Aim of the task → A complete, exact copy of the records below is the required result.

<<<<

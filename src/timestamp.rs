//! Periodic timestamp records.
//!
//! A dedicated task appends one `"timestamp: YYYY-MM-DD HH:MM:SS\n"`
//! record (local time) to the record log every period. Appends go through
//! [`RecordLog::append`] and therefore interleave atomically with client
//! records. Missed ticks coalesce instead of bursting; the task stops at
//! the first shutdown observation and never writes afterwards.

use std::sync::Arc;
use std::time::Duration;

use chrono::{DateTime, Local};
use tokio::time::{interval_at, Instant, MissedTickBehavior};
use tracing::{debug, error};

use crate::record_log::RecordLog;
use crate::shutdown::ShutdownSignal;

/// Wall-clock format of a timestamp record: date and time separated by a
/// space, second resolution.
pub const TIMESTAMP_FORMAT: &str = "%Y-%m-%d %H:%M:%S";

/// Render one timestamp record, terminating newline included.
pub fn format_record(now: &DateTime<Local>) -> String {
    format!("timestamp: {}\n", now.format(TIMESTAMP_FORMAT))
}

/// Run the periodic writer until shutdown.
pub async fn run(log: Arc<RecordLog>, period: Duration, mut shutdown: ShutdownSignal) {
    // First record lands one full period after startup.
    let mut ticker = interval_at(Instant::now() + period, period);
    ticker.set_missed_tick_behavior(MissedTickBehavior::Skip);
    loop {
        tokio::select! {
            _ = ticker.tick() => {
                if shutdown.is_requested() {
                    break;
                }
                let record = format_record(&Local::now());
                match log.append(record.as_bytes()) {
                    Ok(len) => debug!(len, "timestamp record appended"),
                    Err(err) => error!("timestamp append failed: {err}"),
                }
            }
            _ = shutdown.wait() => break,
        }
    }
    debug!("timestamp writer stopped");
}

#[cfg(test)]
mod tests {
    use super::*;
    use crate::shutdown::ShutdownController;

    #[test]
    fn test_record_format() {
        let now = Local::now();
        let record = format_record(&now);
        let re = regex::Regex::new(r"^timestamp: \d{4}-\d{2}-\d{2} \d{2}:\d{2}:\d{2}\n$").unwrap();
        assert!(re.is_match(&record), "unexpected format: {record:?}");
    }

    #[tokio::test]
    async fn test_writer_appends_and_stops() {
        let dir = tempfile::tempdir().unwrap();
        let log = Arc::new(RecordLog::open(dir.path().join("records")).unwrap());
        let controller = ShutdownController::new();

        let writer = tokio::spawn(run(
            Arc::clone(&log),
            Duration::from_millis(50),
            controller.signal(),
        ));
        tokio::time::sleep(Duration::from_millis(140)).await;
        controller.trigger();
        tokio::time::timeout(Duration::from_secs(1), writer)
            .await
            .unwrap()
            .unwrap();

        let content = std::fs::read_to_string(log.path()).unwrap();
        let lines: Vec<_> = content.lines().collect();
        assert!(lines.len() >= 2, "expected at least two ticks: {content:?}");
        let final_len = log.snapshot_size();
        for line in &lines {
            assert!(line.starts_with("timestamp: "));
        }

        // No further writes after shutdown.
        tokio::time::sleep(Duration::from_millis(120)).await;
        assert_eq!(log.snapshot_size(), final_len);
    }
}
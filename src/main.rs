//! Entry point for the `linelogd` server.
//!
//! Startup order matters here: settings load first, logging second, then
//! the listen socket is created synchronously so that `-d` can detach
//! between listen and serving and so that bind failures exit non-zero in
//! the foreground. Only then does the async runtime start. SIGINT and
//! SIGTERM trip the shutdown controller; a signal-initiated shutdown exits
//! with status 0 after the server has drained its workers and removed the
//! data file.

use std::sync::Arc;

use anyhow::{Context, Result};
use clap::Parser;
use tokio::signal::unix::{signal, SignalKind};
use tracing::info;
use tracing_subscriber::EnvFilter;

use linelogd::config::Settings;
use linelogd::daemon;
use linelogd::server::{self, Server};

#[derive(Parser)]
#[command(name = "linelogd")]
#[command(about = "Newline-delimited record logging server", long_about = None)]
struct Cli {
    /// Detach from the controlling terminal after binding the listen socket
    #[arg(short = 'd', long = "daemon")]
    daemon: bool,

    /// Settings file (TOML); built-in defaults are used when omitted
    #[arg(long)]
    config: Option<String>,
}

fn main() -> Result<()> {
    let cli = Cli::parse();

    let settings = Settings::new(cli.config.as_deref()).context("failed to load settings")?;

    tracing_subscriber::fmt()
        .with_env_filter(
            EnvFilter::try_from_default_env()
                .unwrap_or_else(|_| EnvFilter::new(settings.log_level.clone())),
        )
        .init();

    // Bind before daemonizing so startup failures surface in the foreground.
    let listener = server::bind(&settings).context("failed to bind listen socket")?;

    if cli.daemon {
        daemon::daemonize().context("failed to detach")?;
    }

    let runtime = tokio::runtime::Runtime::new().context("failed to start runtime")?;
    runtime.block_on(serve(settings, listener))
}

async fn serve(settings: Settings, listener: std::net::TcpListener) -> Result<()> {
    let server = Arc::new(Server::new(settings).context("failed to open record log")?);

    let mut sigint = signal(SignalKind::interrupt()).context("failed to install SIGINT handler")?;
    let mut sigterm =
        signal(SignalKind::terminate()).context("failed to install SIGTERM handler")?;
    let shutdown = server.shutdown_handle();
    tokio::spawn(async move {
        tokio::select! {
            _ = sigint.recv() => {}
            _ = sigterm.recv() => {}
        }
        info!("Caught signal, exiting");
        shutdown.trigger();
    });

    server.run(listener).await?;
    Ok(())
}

>>>>

Solution for this problem →
filename src/timestamp.rs
//! Periodic timestamp records.
//!
//! A dedicated task appends one `"timestamp: YYYY-MM-DD HH:MM:SS\n"`
//! record (local time) to the record log every period. Appends go through
//! [`RecordLog::append`] and therefore interleave atomically with client
//! records. Missed ticks coalesce instead of bursting; the task stops at
//! the first shutdown observation and never writes afterwards.

use std::sync::Arc;
use std::time::Duration;

use chrono::{DateTime, Local};
use tokio::time::{interval_at, Instant, MissedTickBehavior};
use tracing::{debug, error};

use crate::record_log::RecordLog;
use crate::shutdown::ShutdownSignal;

/// Wall-clock format of a timestamp record: date and time separated by a
/// space, second resolution.
pub const TIMESTAMP_FORMAT: &str = "%Y-%m-%d %H:%M:%S";

/// Render one timestamp record, terminating newline included.
pub fn format_record(now: &DateTime<Local>) -> String {
    format!("timestamp: {}\n", now.format(TIMESTAMP_FORMAT))
}

/// Run the periodic writer until shutdown.
pub async fn run(log: Arc<RecordLog>, period: Duration, mut shutdown: ShutdownSignal) {
    // First record lands one full period after startup.
    let mut ticker = interval_at(Instant::now() + period, period);
    ticker.set_missed_tick_behavior(MissedTickBehavior::Skip);
    loop {
        tokio::select! {
            _ = ticker.tick() => {
                if shutdown.is_requested() {
                    break;
                }
                let record = format_record(&Local::now());
                match log.append(record.as_bytes()) {
                    Ok(len) => debug!(len, "timestamp record appended"),
                    Err(err) => error!("timestamp append failed: {err}"),
                }
            }
            _ = shutdown.wait() => break,
        }
    }
    debug!("timestamp writer stopped");
}

#[cfg(test)]
mod tests {
    use super::*;
    use crate::shutdown::ShutdownController;

    #[test]
    fn test_record_format() {
        let now = Local::now();
        let record = format_record(&now);
        let re = regex::Regex::new(r"^timestamp: \d{4}-\d{2}-\d{2} \d{2}:\d{2}:\d{2}\n$").unwrap();
        assert!(re.is_match(&record), "unexpected format: {record:?}");
    }

    #[tokio::test]
    async fn test_writer_appends_and_stops() {
        let dir = tempfile::tempdir().unwrap();
        let log = Arc::new(RecordLog::open(dir.path().join("records")).unwrap());
        let controller = ShutdownController::new();

        let writer = tokio::spawn(run(
            Arc::clone(&log),
            Duration::from_millis(50),
            controller.signal(),
        ));
        tokio::time::sleep(Duration::from_millis(140)).await;
        controller.trigger();
        tokio::time::timeout(Duration::from_secs(1), writer)
            .await
            .unwrap()
            .unwrap();

        let content = std::fs::read_to_string(log.path()).unwrap();
        let lines: Vec<_> = content.lines().collect();
        assert!(lines.len() >= 2, "expected at least two ticks: {content:?}");
        let final_len = log.snapshot_size();
        for line in &lines {
            assert!(line.starts_with("timestamp: "));
        }

        // No further writes after shutdown.
        tokio::time::sleep(Duration::from_millis(120)).await;
        assert_eq!(log.snapshot_size(), final_len);
    }
}
filename src/main.rs
//! Entry point for the `linelogd` server.
//!
//! Startup order matters here: settings load first, logging second, then
//! the listen socket is created synchronously so that `-d` can detach
//! between listen and serving and so that bind failures exit non-zero in
//! the foreground. Only then does the async runtime start. SIGINT and
//! SIGTERM trip the shutdown controller; a signal-initiated shutdown exits
//! with status 0 after the server has drained its workers and removed the
//! data file.

use std::sync::Arc;

use anyhow::{Context, Result};
use clap::Parser;
use tokio::signal::unix::{signal, SignalKind};
use tracing::info;
use tracing_subscriber::EnvFilter;

use linelogd::config::Settings;
use linelogd::daemon;
use linelogd::server::{self, Server};

#[derive(Parser)]
#[command(name = "linelogd")]
#[command(about = "Newline-delimited record logging server", long_about = None)]
struct Cli {
    /// Detach from the controlling terminal after binding the listen socket
    #[arg(short = 'd', long = "daemon")]
    daemon: bool,

    /// Settings file (TOML); built-in defaults are used when omitted
    #[arg(long)]
    config: Option<String>,
}

fn main() -> Result<()> {
    let cli = Cli::parse();

    let settings = Settings::new(cli.config.as_deref()).context("failed to load settings")?;

    tracing_subscriber::fmt()
        .with_env_filter(
            EnvFilter::try_from_default_env()
                .unwrap_or_else(|_| EnvFilter::new(settings.log_level.clone())),
        )
        .init();

    // Bind before daemonizing so startup failures surface in the foreground.
    let listener = server::bind(&settings).context("failed to bind listen socket")?;

    if cli.daemon {
        daemon::daemonize().context("failed to detach")?;
    }

    let runtime = tokio::runtime::Runtime::new().context("failed to start runtime")?;
    runtime.block_on(serve(settings, listener))
}

async fn serve(settings: Settings, listener: std::net::TcpListener) -> Result<()> {
    let server = Arc::new(Server::new(settings).context("failed to open record log")?);

    let mut sigint = signal(SignalKind::interrupt()).context("failed to install SIGINT handler")?;
    let mut sigterm =
        signal(SignalKind::terminate()).context("failed to install SIGTERM handler")?;
    let shutdown = server.shutdown_handle();
    tokio::spawn(async move {
        tokio::select! {
            _ = sigint.recv() => {}
            _ = sigterm.recv() => {}
        }
        info!("Caught signal, exiting");
        shutdown.trigger();
    });

    server.run(listener).await?;
    Ok(())
}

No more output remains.